Collected data entries
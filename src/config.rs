use std::collections::HashMap;
use std::fmt;
use std::path::{Path, PathBuf};
use thiserror::Error;
use tracing::debug;

/// Software teams for the Fall 2025 cohort.
pub const FALL_2025_SW_TEAMS: &[&str] = &["Karp", "CineCircle", "SpecialStandard", "Prisere"];

pub const DEFAULT_ENV_PATH: &str = "./.env";
pub const DEFAULT_REGION: &str = "us-east-1";

pub const ACCESS_KEY_ID_VAR: &str = "AWS_ACCESS_KEY_ID";
pub const SECRET_ACCESS_KEY_VAR: &str = "AWS_SECRET_ACCESS_KEY";
pub const REGION_VAR: &str = "AWS_REGION";
pub const ENDPOINT_URL_VAR: &str = "AWS_ENDPOINT_URL";
pub const TEAMS_VAR: &str = "SHIPERATE_TEAMS";

#[derive(Debug, Error)]
pub enum ConfigError {
    #[error("Failed to load environment file {path:?}: {source}")]
    EnvFile {
        path: PathBuf,
        #[source]
        source: dotenvy::Error,
    },

    #[error("No environment variables set in {0:?}, please ensure your dotenv file is non empty.")]
    EmptyEnvFile(PathBuf),

    #[error("Missing AWS credentials: {0} is not set")]
    MissingCredential(&'static str),

    #[error("SHIPERATE_TEAMS is set but contains no team names")]
    NoTeams,
}

/// A string that never shows up in logs or debug output.
#[derive(Clone, PartialEq, Eq)]
pub struct Secret(String);

impl Secret {
    pub fn new(value: impl Into<String>) -> Self {
        Self(value.into())
    }

    pub fn expose(&self) -> &str {
        &self.0
    }
}

impl fmt::Debug for Secret {
    fn fmt(&self, f: &mut fmt::Formatter<'_>) -> fmt::Result {
        f.write_str("Secret(***)")
    }
}

/// Variables read from a dotenv file, layered under the process environment.
///
/// Lookups never mutate the process environment; values already exported in
/// the shell win over the file, the same precedence dotenv loaders use.
#[derive(Debug, Clone, Default)]
pub struct EnvSource {
    values: HashMap<String, String>,
    process_env: bool,
}

impl EnvSource {
    /// Loads `path`, failing when the file is missing or defines nothing.
    pub fn load(path: &Path) -> Result<Self, ConfigError> {
        let values = Self::read_file(path)?;
        if values.is_empty() {
            return Err(ConfigError::EmptyEnvFile(path.to_path_buf()));
        }
        Ok(Self {
            values,
            process_env: true,
        })
    }

    /// Loads `path` if it exists, otherwise falls back to the process environment alone.
    pub fn load_optional(path: &Path) -> Result<Self, ConfigError> {
        if !path.exists() {
            debug!("No env file at {}, using process environment", path.display());
            return Ok(Self {
                values: HashMap::new(),
                process_env: true,
            });
        }
        Ok(Self {
            values: Self::read_file(path)?,
            process_env: true,
        })
    }

    /// Builds a source from fixed pairs, ignoring the process environment.
    pub fn from_pairs<I, K, V>(pairs: I) -> Self
    where
        I: IntoIterator<Item = (K, V)>,
        K: Into<String>,
        V: Into<String>,
    {
        Self {
            values: pairs
                .into_iter()
                .map(|(k, v)| (k.into(), v.into()))
                .collect(),
            process_env: false,
        }
    }

    /// Returns the value for `key`; empty values count as unset.
    pub fn get(&self, key: &str) -> Option<String> {
        let from_process = if self.process_env {
            std::env::var(key).ok()
        } else {
            None
        };
        let is_set = |value: &String| !value.trim().is_empty();
        from_process
            .filter(is_set)
            .or_else(|| self.values.get(key).cloned().filter(is_set))
    }

    fn read_file(path: &Path) -> Result<HashMap<String, String>, ConfigError> {
        let to_error = |source: dotenvy::Error| ConfigError::EnvFile {
            path: path.to_path_buf(),
            source,
        };
        let mut values = HashMap::new();
        for item in dotenvy::from_path_iter(path).map_err(to_error)? {
            let (key, value) = item.map_err(to_error)?;
            values.insert(key, value);
        }
        debug!(
            "Loaded {} variable(s) from {}",
            values.len(),
            path.display()
        );
        Ok(values)
    }
}

#[derive(Debug, Clone)]
pub struct AwsCredentials {
    pub access_key_id: String,
    pub secret_access_key: Secret,
}

/// Settings for the cloud CLI, fixed for the lifetime of one invocation.
#[derive(Debug, Clone)]
pub struct ShiperateConfig {
    teams: Vec<String>,
    access_key_id: Option<String>,
    secret_access_key: Option<Secret>,
    region: String,
    endpoint_url: Option<String>,
}

impl ShiperateConfig {
    /// Loads configuration from the env file at `path`.
    pub fn load(path: &Path) -> Result<Self, ConfigError> {
        Self::from_env(&EnvSource::load(path)?)
    }

    pub fn from_env(env: &EnvSource) -> Result<Self, ConfigError> {
        let teams = match env.get(TEAMS_VAR) {
            Some(raw) => {
                let teams: Vec<String> = raw
                    .split(',')
                    .map(str::trim)
                    .filter(|team| !team.is_empty())
                    .map(str::to_string)
                    .collect();
                if teams.is_empty() {
                    return Err(ConfigError::NoTeams);
                }
                teams
            }
            None => FALL_2025_SW_TEAMS.iter().map(|t| t.to_string()).collect(),
        };

        Ok(Self {
            teams,
            access_key_id: env.get(ACCESS_KEY_ID_VAR),
            secret_access_key: env.get(SECRET_ACCESS_KEY_VAR).map(Secret::new),
            region: env
                .get(REGION_VAR)
                .unwrap_or_else(|| DEFAULT_REGION.to_string()),
            endpoint_url: env.get(ENDPOINT_URL_VAR),
        })
    }

    pub fn teams(&self) -> &[String] {
        &self.teams
    }

    pub fn region(&self) -> &str {
        &self.region
    }

    pub fn endpoint_url(&self) -> Option<&str> {
        self.endpoint_url.as_deref()
    }

    /// The credential pair, or the first missing key.
    pub fn aws_credentials(&self) -> Result<AwsCredentials, ConfigError> {
        let access_key_id = self
            .access_key_id
            .clone()
            .ok_or(ConfigError::MissingCredential(ACCESS_KEY_ID_VAR))?;
        let secret_access_key = self
            .secret_access_key
            .clone()
            .ok_or(ConfigError::MissingCredential(SECRET_ACCESS_KEY_VAR))?;
        Ok(AwsCredentials {
            access_key_id,
            secret_access_key,
        })
    }
}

* [YOUR OBJECTIVE] The string "PathBuf" may appear in the entries. Say how many lines contain it, as a bare number.

* [WORKED SOLUTION] 3